Serena admits that she struggled during the whole period. “Although I knew Dom was unhappy, I felt he was being selfish. I used to lock myself in the bathroom and cry a lot. I did see a therapist myself a few times. We talked about the impact Dom’s crisis was having on me and the children, and coping strategies like self-care, but actually, discussing it just made me angrier. Looking back, what really got me through were my female friends who were experiencing something similar. A few of them split up, so I feel fortunate that I rode it out.”

Therapy did help Dom, and now, Serena says, “He has stopped all the ‘young again’ nonsense, and we’re downsizing so he can take a step back at work. I’m glad I saw it through with him, but I don’t envy any woman whose husband has a midlife crisis.”

And there are many. In a recent study of 1000 males aged 40 and above, a third said they had lost their “spark” and 58 per cent felt they had gone through a crisis of some sort. On average, the crisis lasted around two years and the most common age of onset was 47, according to Arroll, who conducted the study.

Celebrities aren’t immune.

Witness Ben Affleck’s massive back tattoo of a phoenix rising from the ashes (acquired aged 43). And then there’s Johnny Depp, who at 49 split from his partner of 14 years, Vanessa Paradis.

“I didn’t buy a multi-coloured Maserati or Ferrari,” he said, referring to that time, but admitted, “I don’t think we have a long enough piece of paper to name the things I inflicted upon myself during my midlife crisis, but I will say it was called self-medicating.”

If your partner or relative is experiencing a mid-life crisis:

Sheela Mackintosh-Stewart, who is also a relationship counsellor, says to avoid questions that challenge and judge the person as these questions will make him shut down. “Instead use phrases like, ‘I can see you’re struggling. Tell me how I can help.’ He may just need space.”

But what about your own needs during this time, particularly if you are also caring for children and elderly parents? “It’s easy to feel defeated and destabilised, so it’s vital to take care of yourself mentally, emotionally and physically, and set to clear boundaries and expectations.”

While there are plenty of self-help books, apps and therapy courses for men, there are very few resources for “crisis spouses” who often find themselves struggling as a result of living with a suddenly changed and distant husband.

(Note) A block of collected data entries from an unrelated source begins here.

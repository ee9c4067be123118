//! Per-frame polygon label files.
//!
//! One polygon per line: `class_id x1 y1 x2 y2 ... xn yn`, coordinates
//! normalized to the frame size. Segmenters that also write a confidence
//! leave one unpaired trailing value, which is ignored.

use crate::error::PipelineError;
use std::fmt;
use std::path::Path;

pub type ClassId = u8;

#[derive(Debug, Clone, PartialEq)]
pub struct PolygonLabel {
    pub class_id: ClassId,
    pub vertices: Vec<(f64, f64)>,
}

/// A label line that was skipped. Never fatal.
#[derive(Debug, Clone, PartialEq)]
pub enum LabelWarning {
    EmptyLine { line: usize },
    BadClassId { line: usize, token: String },
    UnknownClass { line: usize, class_id: u32 },
    BadCoordinate { line: usize, token: String },
}

impl fmt::Display for LabelWarning {
    fn fmt(&self, f: &mut fmt::Formatter<'_>) -> fmt::Result {
        match self {
            LabelWarning::EmptyLine { line } => write!(f, "line {line}: empty, skipped"),
            LabelWarning::BadClassId { line, token } => {
                write!(f, "line {line}: class id `{token}` is not an integer, skipped")
            }
            LabelWarning::UnknownClass { line, class_id } => {
                write!(f, "line {line}: unknown class {class_id}, skipped")
            }
            LabelWarning::BadCoordinate { line, token } => {
                write!(f, "line {line}: coordinate `{token}` is not a number, skipped")
            }
        }
    }
}

#[derive(Debug, Clone, Default, PartialEq)]
pub struct ParsedLabels {
    pub labels: Vec<PolygonLabel>,
    pub warnings: Vec<LabelWarning>,
}

pub fn parse_labels(text: &str, class_count: usize) -> ParsedLabels {
    let mut parsed = ParsedLabels::default();
    for (idx, raw) in text.lines().enumerate() {
        let line = idx + 1;
        match parse_line(raw, line, class_count) {
            Ok(label) => parsed.labels.push(label),
            Err(w) => parsed.warnings.push(w),
        }
    }
    parsed
}

fn parse_line(raw: &str, line: usize, class_count: usize) -> Result<PolygonLabel, LabelWarning> {
    let mut tokens = raw.split_whitespace();
    let first = tokens.next().ok_or(LabelWarning::EmptyLine { line })?;
    let class_id: u32 = first.parse().map_err(|_| LabelWarning::BadClassId {
        line,
        token: first.to_string(),
    })?;
    if class_id as usize >= class_count {
        return Err(LabelWarning::UnknownClass { line, class_id });
    }

    let coords = tokens
        .map(|t| {
            t.parse::<f64>()
                .ok()
                .filter(|v| v.is_finite())
                .ok_or_else(|| LabelWarning::BadCoordinate {
                    line,
                    token: t.to_string(),
                })
        })
        .collect::<Result<Vec<f64>, _>>()?;
    let vertices = coords.chunks_exact(2).map(|xy| (xy[0], xy[1])).collect();

    Ok(PolygonLabel {
        class_id: class_id as ClassId,
        vertices,
    })
}

/// Reads a label file. `Ok(None)` when the file does not exist.
pub fn read_labels(path: &Path, class_count: usize) -> Result<Option<ParsedLabels>, PipelineError> {
    match std::fs::read_to_string(path) {
        Ok(text) => Ok(Some(parse_labels(&text, class_count))),
        Err(e) if e.kind() == std::io::ErrorKind::NotFound => Ok(None),
        Err(e) => Err(PipelineError::io(path, e)),
    }
}

#[cfg(test)]
mod tests {
    use super::*;

    #[test]
    fn parses_polygons_and_drops_trailing_confidence() {
        let text = "0 0.1 0.2 0.3 0.4 0.5 0.6\n2 0 0 1 0 0 1 0.87\n";
        let parsed = parse_labels(text, 3);
        assert!(parsed.warnings.is_empty());
        assert_eq!(parsed.labels.len(), 2);
        assert_eq!(parsed.labels[0].vertices, vec![(0.1, 0.2), (0.3, 0.4), (0.5, 0.6)]);
        assert_eq!(parsed.labels[1].class_id, 2);
        assert_eq!(parsed.labels[1].vertices, vec![(0.0, 0.0), (1.0, 0.0), (0.0, 1.0)]);
    }

    #[test]
    fn malformed_lines_become_warnings() {
        let text = "0 0 0 1 0 0 1\n\n   \nx 0 0 1 1\n7 0 0 1 0 0 1\n1 0 0 abc 0 0 1\n1 0 0 1 0 0 1";
        let parsed = parse_labels(text, 3);
        assert_eq!(parsed.labels.len(), 2);
        assert_eq!(
            parsed.warnings,
            vec![
                LabelWarning::EmptyLine { line: 2 },
                LabelWarning::EmptyLine { line: 3 },
                LabelWarning::BadClassId { line: 4, token: "x".into() },
                LabelWarning::UnknownClass { line: 5, class_id: 7 },
                LabelWarning::BadCoordinate { line: 6, token: "abc".into() },
            ]
        );
    }

    #[test]
    fn class_only_line_has_no_vertices() {
        let parsed = parse_labels("1", 3);
        assert_eq!(parsed.labels.len(), 1);
        assert!(parsed.labels[0].vertices.is_empty());
    }

    #[test]
    fn missing_file_is_none() {
        let temp = tempfile::tempdir().unwrap();
        let res = read_labels(&temp.path().join("frame_1.0s.txt"), 3).unwrap();
        assert!(res.is_none());
    }
}
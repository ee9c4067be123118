//! Brute-force nearest-neighbor matching between two feature indexes.

use crate::error::PipelineError;
use crate::features::FeatureIndex;
use crate::frames::FrameId;
use serde::{Deserialize, Serialize};
use tracing::info;

#[derive(Debug, Clone, PartialEq, Serialize, Deserialize)]
pub struct FramePair {
    pub query: FrameId,
    pub matched: FrameId,
    pub distance: f64,
}

/// One entry per query frame, in query order. Several query frames may share
/// the same matched frame.
pub type FramePairing = Vec<FramePair>;

pub fn euclidean(a: &[f32], b: &[f32]) -> f64 {
    a.iter()
        .zip(b)
        .map(|(x, y)| {
            let d = *x as f64 - *y as f64;
            d * d
        })
        .sum::<f64>()
        .sqrt()
}

/// Position and distance of the closest search vector. Ties keep the first
/// position in search order.
fn nearest(query: &[f32], search: &FeatureIndex) -> (usize, f64) {
    let mut best = (0, f64::INFINITY);
    for (j, record) in search.records().iter().enumerate() {
        let d = euclidean(query, &record.embedding);
        if d < best.1 {
            best = (j, d);
        }
    }
    best
}

fn check(query: &FeatureIndex, search: &FeatureIndex) -> Result<(), PipelineError> {
    if search.is_empty() {
        return Err(PipelineError::EmptySearchSet);
    }
    if !query.is_empty() && query.dim() != search.dim() {
        return Err(PipelineError::DimensionMismatch {
            query: query.dim(),
            search: search.dim(),
        });
    }
    Ok(())
}

/// For every query position, the search position of its nearest neighbor and
/// the distance to it.
pub fn nearest_positions(
    query: &FeatureIndex,
    search: &FeatureIndex,
) -> Result<Vec<(usize, f64)>, PipelineError> {
    check(query, search)?;
    Ok(query
        .records()
        .iter()
        .map(|q| nearest(&q.embedding, search))
        .collect())
}

/// Pairs every query frame with its nearest search frame.
pub fn match_frames(
    query: &FeatureIndex,
    search: &FeatureIndex,
) -> Result<FramePairing, PipelineError> {
    let positions = nearest_positions(query, search)?;
    let pairing: FramePairing = query
        .records()
        .iter()
        .zip(positions)
        .map(|(q, (j, distance))| FramePair {
            query: q.id.clone(),
            matched: search.records()[j].id.clone(),
            distance,
        })
        .collect();
    info!(
        pairs = pairing.len(),
        search = search.len(),
        "matched query frames"
    );
    Ok(pairing)
}

#[cfg(test)]
mod tests {
    use super::*;
    use crate::features::FrameRecord;

    fn index(vectors: &[Vec<f32>]) -> FeatureIndex {
        let records = vectors
            .iter()
            .enumerate()
            .map(|(i, v)| FrameRecord {
                id: FrameId::from_seconds(i as f64),
                image_path: format!("frame_{i}.jpg").into(),
                embedding: v.clone(),
            })
            .collect();
        FeatureIndex::from_records(records).unwrap()
    }

    #[test]
    fn euclidean_distance() {
        assert_eq!(euclidean(&[0.0, 0.0], &[3.0, 4.0]), 5.0);
        assert_eq!(euclidean(&[1.0], &[1.0]), 0.0);
    }

    #[test]
    fn ties_keep_first_search_position() {
        let search = index(&[vec![1.0, 0.0], vec![-1.0, 0.0], vec![1.0, 0.0]]);
        let query = index(&[vec![0.0, 0.0], vec![1.0, 0.1]]);
        let pos = nearest_positions(&query, &search).unwrap();
        assert_eq!(pos[0].0, 0);
        assert_eq!(pos[1].0, 0);
    }

    #[test]
    fn one_search_frame_may_serve_many_queries() {
        let search = index(&[vec![0.0], vec![10.0]]);
        let query = index(&[vec![1.0], vec![2.0], vec![9.0]]);
        let pairing = match_frames(&query, &search).unwrap();
        let matched: Vec<u64> = pairing.iter().map(|p| p.matched.key()).collect();
        assert_eq!(matched, vec![0, 0, 10_000]);
    }

    #[test]
    fn empty_query_yields_empty_pairing() {
        let search = index(&[vec![0.0]]);
        let pairing = match_frames(&FeatureIndex::default(), &search).unwrap();
        assert!(pairing.is_empty());
    }

    #[test]
    fn empty_search_set_is_an_error() {
        let query = index(&[vec![1.0]]);
        let err = match_frames(&query, &FeatureIndex::default()).unwrap_err();
        assert!(matches!(err, PipelineError::EmptySearchSet));
        let err = match_frames(&FeatureIndex::default(), &FeatureIndex::default()).unwrap_err();
        assert!(matches!(err, PipelineError::EmptySearchSet));
    }

    #[test]
    fn dimension_mismatch_is_an_error() {
        let query = index(&[vec![1.0]]);
        let search = index(&[vec![1.0, 2.0]]);
        let err = match_frames(&query, &search).unwrap_err();
        assert!(matches!(err, PipelineError::DimensionMismatch { query: 1, search: 2 }));
    }

    #[test]
    fn matched_distance_is_minimal() {
        // Deterministic pseudo-random vectors.
        let mut state = 0x2545_f491_u32;
        let mut next = move || {
            state ^= state << 13;
            state ^= state >> 17;
            state ^= state << 5;
            (state % 1000) as f32 / 100.0 - 5.0
        };
        let mut vectors = |n: usize| -> Vec<Vec<f32>> {
            (0..n).map(|_| (0..4).map(|_| next()).collect()).collect()
        };
        let search_vecs = vectors(17);
        let query_vecs = vectors(9);
        let search = index(&search_vecs);
        let query = index(&query_vecs);

        let pairing = match_frames(&query, &search).unwrap();
        assert_eq!(pairing.len(), query_vecs.len());
        for (pair, q) in pairing.iter().zip(&query_vecs) {
            let pos = search.ids().position(|id| *id == pair.matched).unwrap();
            assert_eq!(pair.distance, euclidean(q, &search_vecs[pos]));
            for s in &search_vecs {
                assert!(pair.distance <= euclidean(q, s));
            }
        }
    }
}
//! Provider abstractions for image embeddings.

use serde::{Deserialize, Serialize};
use std::collections::HashMap;
use std::sync::Arc;
use thiserror::Error;

pub mod grid;
pub mod remote;

#[derive(Debug, Error)]
pub enum ProviderError {
    #[error("request failed: {0}")]
    RequestFailed(String),
    #[error("unknown provider: {0}")]
    UnknownProvider(String),
    #[error("invalid input: {0}")]
    InvalidInput(String),
}

/// A preprocessed RGB image laid out channel-major (CHW).
#[derive(Debug, Clone, PartialEq, Serialize, Deserialize)]
pub struct ImageTensor {
    pub width: u32,
    pub height: u32,
    pub data: Vec<f32>,
}

impl ImageTensor {
    pub const CHANNELS: usize = 3;

    pub fn new(width: u32, height: u32, data: Vec<f32>) -> Result<Self, ProviderError> {
        let expected = Self::CHANNELS * width as usize * height as usize;
        if data.len() != expected {
            return Err(ProviderError::InvalidInput(format!(
                "tensor {}x{} needs {} values, got {}",
                width,
                height,
                expected,
                data.len()
            )));
        }
        Ok(Self {
            width,
            height,
            data,
        })
    }

    pub fn channel(&self, c: usize) -> &[f32] {
        let plane = self.width as usize * self.height as usize;
        &self.data[c * plane..(c + 1) * plane]
    }
}

#[derive(Debug, Clone, Serialize, Deserialize)]
pub struct EmbedResponse {
    pub vectors: Vec<Vec<f32>>,
}

#[async_trait::async_trait]
pub trait EmbeddingProvider: Send + Sync {
    /// Size (width, height) every tensor passed to `embed` must have.
    fn input_size(&self) -> (u32, u32);

    /// Returns one vector per input image, in input order.
    async fn embed(&self, images: &[ImageTensor]) -> Result<EmbedResponse, ProviderError>;
}

#[derive(Default, Clone)]
pub struct ProviderRegistry {
    embeddings: HashMap<String, Arc<dyn EmbeddingProvider>>,
    pub preferred_embedding: Option<String>,
}

impl ProviderRegistry {
    pub fn new() -> Self {
        Self::default()
    }

    pub fn with_embedding(mut self, name: &str, provider: Arc<dyn EmbeddingProvider>) -> Self {
        self.embeddings.insert(name.to_string(), provider);
        self
    }

    pub fn set_preferred_embedding(mut self, name: &str) -> Self {
        self.preferred_embedding = Some(name.to_string());
        self
    }

    pub fn names(&self) -> Vec<String> {
        let mut names: Vec<String> = self.embeddings.keys().cloned().collect();
        names.sort();
        names
    }

    pub fn embedding(
        &self,
        name: Option<&str>,
    ) -> Result<Arc<dyn EmbeddingProvider>, ProviderError> {
        let key = name
            .map(str::to_string)
            .or_else(|| self.preferred_embedding.clone())
            .ok_or_else(|| {
                ProviderError::UnknownProvider("no embedding provider configured".into())
            })?;
        self.embeddings
            .get(&key)
            .cloned()
            .ok_or_else(|| ProviderError::UnknownProvider(key))
    }
}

“For these partners, burying their heads in the sand and waiting for the worst to happen is not an option,” says Mackintosh-Stewart. “A midlife crisis can hit from the late 30s, often slowly over time, so it is important to be alert to any odd or rash behaviour.”

Of course, sometimes it’s too late. Emma Olsson, 52, discovered on her 14th wedding anniversary that her husband Nick was having an affair. “He’d been short-tempered for about a year and I had put it down to job stress,” she says. “Eventually, I checked his phone. It turned out that he’d reconnected with a woman he’d dated as a teenager, and they were having an affair. He was a deeply loyal family man so I couldn’t make sense of it.”

It was only when Emma searched online for information that things fell into place. “There were so many stories from women whose husbands suddenly became someone else. These men were all high achievers, had experienced childhood trauma and had an emotionally unavailable parent. So the child is taught to suppress emotion, and finally, at midlife, it all bursts out.”

Conclusion

These experiences can support the partner in having better empathy and compassion. Together, perhaps, they can then venture into counselling and resolve those issues together. Or it can bridge the partner into individual counselling, to reach more answers and find some solution. It’s perilous to ignore such issues, as the ripple effects on the family can be profound and long-lasting.